Abstract
Purpose :
Microbial keratitis is a leading cause of blindness worldwide. Prognosis is dependent on rapid pathogen identification and early treatment. In this study, we aim to investigate and optimise the use of a novel, ‘bed-side’ point-of-care nanopore sequencing technology for real-time rapid identification of microbial keratitis.
Methods :
An ex-vivo porcine model (n=60) of microbial keratitis was developed to compare DNA recovery rates of 11 different collection methods: 25-gauge needle, 4mm PTFE membrane, Isohelix SK2, Surgi®Eyespear, Cotton, Rayon, Dryswab™, Hydraflock, Albumin-coated, Purflock, and Polyester swabs.

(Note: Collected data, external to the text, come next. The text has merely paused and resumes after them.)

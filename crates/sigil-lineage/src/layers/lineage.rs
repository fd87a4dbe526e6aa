//! Lineage layer (`prov`)
//!
//! Entity / activity / agent participants and the five PROV relations
//! between them, as indexed maps keyed by participant identifier.
//! Required: at least one participant map non-empty.

use std::collections::BTreeMap;

use serde::{Deserialize, Serialize};
use serde_json::{json, Value};

use super::{now_iso, LayerKind, MetadataLayer};
use crate::error::{MetadataError, MetadataResult};

/// The lineage layer of a metadata bundle
#[derive(Debug, Clone, PartialEq, Default, Serialize, Deserialize)]
#[serde(rename_all = "camelCase")]
pub struct LineageLayer {
    /// Entities, keyed by identifier
    #[serde(skip_serializing_if = "BTreeMap::is_empty", default)]
    pub entity: BTreeMap<String, Value>,
    /// Activities, keyed by identifier
    #[serde(skip_serializing_if = "BTreeMap::is_empty", default)]
    pub activity: BTreeMap<String, Value>,
    /// Agents, keyed by identifier
    #[serde(skip_serializing_if = "BTreeMap::is_empty", default)]
    pub agent: BTreeMap<String, Value>,
    /// entity → generating activity
    #[serde(skip_serializing_if = "BTreeMap::is_empty", default)]
    pub was_generated_by: BTreeMap<String, Value>,
    /// activity → used entity
    #[serde(skip_serializing_if = "BTreeMap::is_empty", default)]
    pub used: BTreeMap<String, Value>,
    /// entity → attributed agent
    #[serde(skip_serializing_if = "BTreeMap::is_empty", default)]
    pub was_attributed_to: BTreeMap<String, Value>,
    /// entity → origin entity
    #[serde(skip_serializing_if = "BTreeMap::is_empty", default)]
    pub was_derived_from: BTreeMap<String, Value>,
    /// activity → associated agent
    #[serde(skip_serializing_if = "BTreeMap::is_empty", default)]
    pub was_associated_with: BTreeMap<String, Value>,
    /// Forward-compatible unknown fields
    #[serde(flatten)]
    pub extensions: BTreeMap<String, Value>,
    /// Last modification (ISO-8601 UTC)
    #[serde(default)]
    pub updated_at: String,
}

impl LineageLayer {
    /// An empty lineage layer (invalid until a participant is added).
    pub fn new() -> Self {
        Self {
            updated_at: now_iso(),
            ..Self::default()
        }
    }

    /// Add an entity participant.
    pub fn add_entity(&mut self, id: impl Into<String>, record: Value) -> &mut Self {
        self.entity.insert(id.into(), record);
        self.touch();
        self
    }

    /// Add an activity participant.
    pub fn add_activity(&mut self, id: impl Into<String>, record: Value) -> &mut Self {
        self.activity.insert(id.into(), record);
        self.touch();
        self
    }

    /// Add an agent participant.
    pub fn add_agent(&mut self, id: impl Into<String>, record: Value) -> &mut Self {
        self.agent.insert(id.into(), record);
        self.touch();
        self
    }

    /// Record `entity wasGeneratedBy activity`.
    pub fn record_generation(
        &mut self,
        entity: impl Into<String>,
        activity: impl Into<String>,
    ) -> &mut Self {
        self.was_generated_by
            .insert(entity.into(), json!({"prov:activity": activity.into()}));
        self.touch();
        self
    }

    /// Record `activity used entity`.
    pub fn record_usage(
        &mut self,
        activity: impl Into<String>,
        entity: impl Into<String>,
    ) -> &mut Self {
        self.used
            .insert(activity.into(), json!({"prov:entity": entity.into()}));
        self.touch();
        self
    }

    /// Record `entity wasDerivedFrom origin`.
    pub fn record_derivation(
        &mut self,
        entity: impl Into<String>,
        origin: impl Into<String>,
    ) -> &mut Self {
        self.was_derived_from
            .insert(entity.into(), json!({"prov:usedEntity": origin.into()}));
        self.touch();
        self
    }
}

impl MetadataLayer for LineageLayer {
    fn kind(&self) -> LayerKind {
        LayerKind::Lineage
    }

    fn standard_tag(&self) -> &'static str {
        "prov"
    }

    fn validate(&self) -> MetadataResult<()> {
        if self.entity.is_empty() && self.activity.is_empty() && self.agent.is_empty() {
            return Err(MetadataError::InvalidLineageLayer {
                fields: vec![
                    "entity".to_string(),
                    "activity".to_string(),
                    "agent".to_string(),
                ],
            });
        }
        Ok(())
    }

    fn project(&self) -> Value {
        json!({
            "entity": self.entity,
            "activity": self.activity,
            "agent": self.agent,
            "wasGeneratedBy": self.was_generated_by,
            "used": self.used,
            "wasAttributedTo": self.was_attributed_to,
            "wasDerivedFrom": self.was_derived_from,
            "wasAssociatedWith": self.was_associated_with,
        })
    }

    fn updated_at(&self) -> &str {
        &self.updated_at
    }

    fn touch(&mut self) {
        self.updated_at = now_iso();
    }
}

DNA was extracted, 16S rRNA genes amplified, sequenced on GridION and analysed using Epi2Me workflow. Differences in DNA recovery rates were compared using Kruskal-wallis test. Minimum abundance of 3% cut off was used to generate NCBI Taxonomy Tree.

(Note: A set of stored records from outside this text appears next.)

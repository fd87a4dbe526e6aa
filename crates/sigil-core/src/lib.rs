//! # Sigil Core
//!
//! Content-addressed identifiers and canonical encodings for
//! heterogeneous digital assets (text, images, audio, video, code,
//! datasets, AI models).
//!
//! ## Key Concepts
//!
//! - **Asset identifier**: `did:{method}:{resource-type}:{encoded-id}`
//!   with an optional owner tag, derived deterministically from the
//!   resource's canonical attribute set
//! - **Canonical JSON**: recursively key-sorted, whitespace-free
//!   serialization underlying every digest
//! - **Identity document**: verification keys and service endpoints
//!   bound to an identifier at creation
//!
//! ## Invariants
//!
//! 1. **Determinism**: identical (method, resource type, attributes,
//!    encoding) produce a byte-identical identifier anywhere
//! 2. **Reversibility**: parsing the compact form recovers the method,
//!    resource type, digest bytes, and owner tag
//! 3. **Encoding round-trip**: hex, Base58, and Base64URL-nopad are
//!    exact inverses on any byte sequence

pub mod canonical;
pub mod digest;
pub mod document;
pub mod error;
pub mod format;
pub mod identifier;
pub mod resource;
pub mod tlv;

pub use digest::{sha256, sha256_hex, DigestEncoding};
pub use document::{IdentityDocument, KeyPair, ServiceEndpoint, VerificationMethod};
pub use error::{Result, SigilError};
pub use format::SerializationFormat;
pub use identifier::{owner_tag, AssetId, DEFAULT_METHOD};
pub use resource::{canonical_attribute_digest, content_digest, ResourceType};

/// Library version
pub const VERSION: &str = env!("CARGO_PKG_VERSION");

/// Get the library version
pub fn version() -> &'static str {
    VERSION
}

The collection method with the highest DNA recovery was used to collect corneal samples from patients presenting with suspected microbial keratitis. For each patient, swabs were taken from each eye together with a negative control ‘air swab’ of the clinical room at the time point of patient sampling. Sequence data were compared with corresponding hospital corneal scrapes microbiology culture results.
Results :
DNA concentration recovery rates were significantly different between the collection methods (p<0.001). Surgi®Eyespear cellulose biomaterial (Total read count: 139,604 reads; median DNA concentration:82.2ng/ul per swab; IQR:40.7-221.1ng/ul), Cotton (151,111 reads; 30; 10.26-61.6ng/ul), and Polyester (20,154 reads; 2.37; 1.62-56.3ng/ul) swabs provided the highest DNA recovery rates, whilst needle and PTFE membrane gave the lowest DNA yield.

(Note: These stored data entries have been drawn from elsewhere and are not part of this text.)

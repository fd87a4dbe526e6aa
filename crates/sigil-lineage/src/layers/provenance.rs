//! Provenance layer (`c2pa`)
//!
//! Carries the asset's claim tree and an optional signature block.
//! Required: a non-empty `claim`; a `signature`, when present, must
//! carry a value.

use std::collections::BTreeMap;

use serde::{Deserialize, Serialize};
use serde_json::{json, Map, Value};

use super::{now_iso, LayerKind, MetadataLayer};
use crate::error::{MetadataError, MetadataResult};

/// Signature block of a provenance claim
#[derive(Debug, Clone, PartialEq, Serialize, Deserialize)]
#[serde(rename_all = "camelCase")]
pub struct ProvenanceSignature {
    /// Encoded signature value
    pub value: String,
    /// Signature algorithm tag
    #[serde(skip_serializing_if = "Option::is_none")]
    pub algorithm: Option<String>,
    /// Key reference used to produce the signature
    #[serde(skip_serializing_if = "Option::is_none")]
    pub key_ref: Option<String>,
}

/// The provenance layer of a metadata bundle
#[derive(Debug, Clone, PartialEq, Serialize, Deserialize)]
#[serde(rename_all = "camelCase")]
pub struct ProvenanceLayer {
    /// Claim tree (non-empty object)
    pub claim: Value,
    /// Optional signature over the claim
    #[serde(skip_serializing_if = "Option::is_none")]
    pub signature: Option<ProvenanceSignature>,
    /// Forward-compatible unknown fields
    #[serde(flatten)]
    pub extensions: BTreeMap<String, Value>,
    /// Last modification (ISO-8601 UTC)
    pub updated_at: String,
}

impl ProvenanceLayer {
    /// Create a provenance layer around a claim tree.
    pub fn new(claim: Value) -> Self {
        Self {
            claim,
            signature: None,
            extensions: BTreeMap::new(),
            updated_at: now_iso(),
        }
    }

    /// Attach a signature block.
    pub fn with_signature(mut self, signature: ProvenanceSignature) -> Self {
        self.signature = Some(signature);
        self
    }

    /// Append an assertion to `claim.assertions`, creating the array
    /// when absent.
    pub fn add_assertion(&mut self, assertion_type: &str, data: Value) -> MetadataResult<()> {
        let claim = match &mut self.claim {
            Value::Object(map) => map,
            Value::Null => {
                self.claim = Value::Object(Map::new());
                self.claim.as_object_mut().expect("just set")
            }
            _ => {
                return Err(MetadataError::InvalidProvenanceLayer {
                    fields: vec!["claim".to_string()],
                })
            }
        };

        let assertions = claim
            .entry("assertions".to_string())
            .or_insert_with(|| Value::Array(Vec::new()));
        let Value::Array(items) = assertions else {
            return Err(MetadataError::InvalidProvenanceLayer {
                fields: vec!["claim.assertions".to_string()],
            });
        };

        items.push(json!({"type": assertion_type, "data": data}));
        self.touch();
        Ok(())
    }
}

impl MetadataLayer for ProvenanceLayer {
    fn kind(&self) -> LayerKind {
        LayerKind::Provenance
    }

    fn standard_tag(&self) -> &'static str {
        "c2pa"
    }

    fn validate(&self) -> MetadataResult<()> {
        let mut fields = Vec::new();
        match &self.claim {
            Value::Object(map) if !map.is_empty() => {}
            _ => fields.push("claim".to_string()),
        }
        if let Some(ref signature) = self.signature {
            if signature.value.is_empty() {
                fields.push("signature.value".to_string());
            }
        }
        if fields.is_empty() {
            Ok(())
        } else {
            Err(MetadataError::InvalidProvenanceLayer { fields })
        }
    }

    /// The raw claim/signature tree.
    fn project(&self) -> Value {
        let mut doc = json!({"claim": self.claim});
        if let Some(ref signature) = self.signature {
            doc["signature"] = serde_json::to_value(signature).expect("plain struct");
        }
        doc
    }

    fn updated_at(&self) -> &str {
        &self.updated_at
    }

    fn touch(&mut self) {
        self.updated_at = now_iso();
    }
}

Surgi®Eyespear was used to collect corneal swabs from two consecutive patients with suspected microbial keratitis. A total of 1523950 reads were generated, with average accuracy of 86%. Reads corresponding to pathogens were identified within the first 2 hours from initiation of sequencing. Patient 1 had a majority of reads mapping to Serratia marcescens which was in concordance with culture results from corneal scrapes. Patient 2 did not have any dominant bacterial taxa on sequencing that met significance, in concordance with negative culture results.
Conclusions :
We demonstrate a novel, rapid and portable workflow for real-time identification of bacterial microbial keratitis using nanopore sequencing.
This abstract was presented at the 2019 ARVO Annual Meeting, held in Vancouver, Canada, April 28 - May 2, 2019.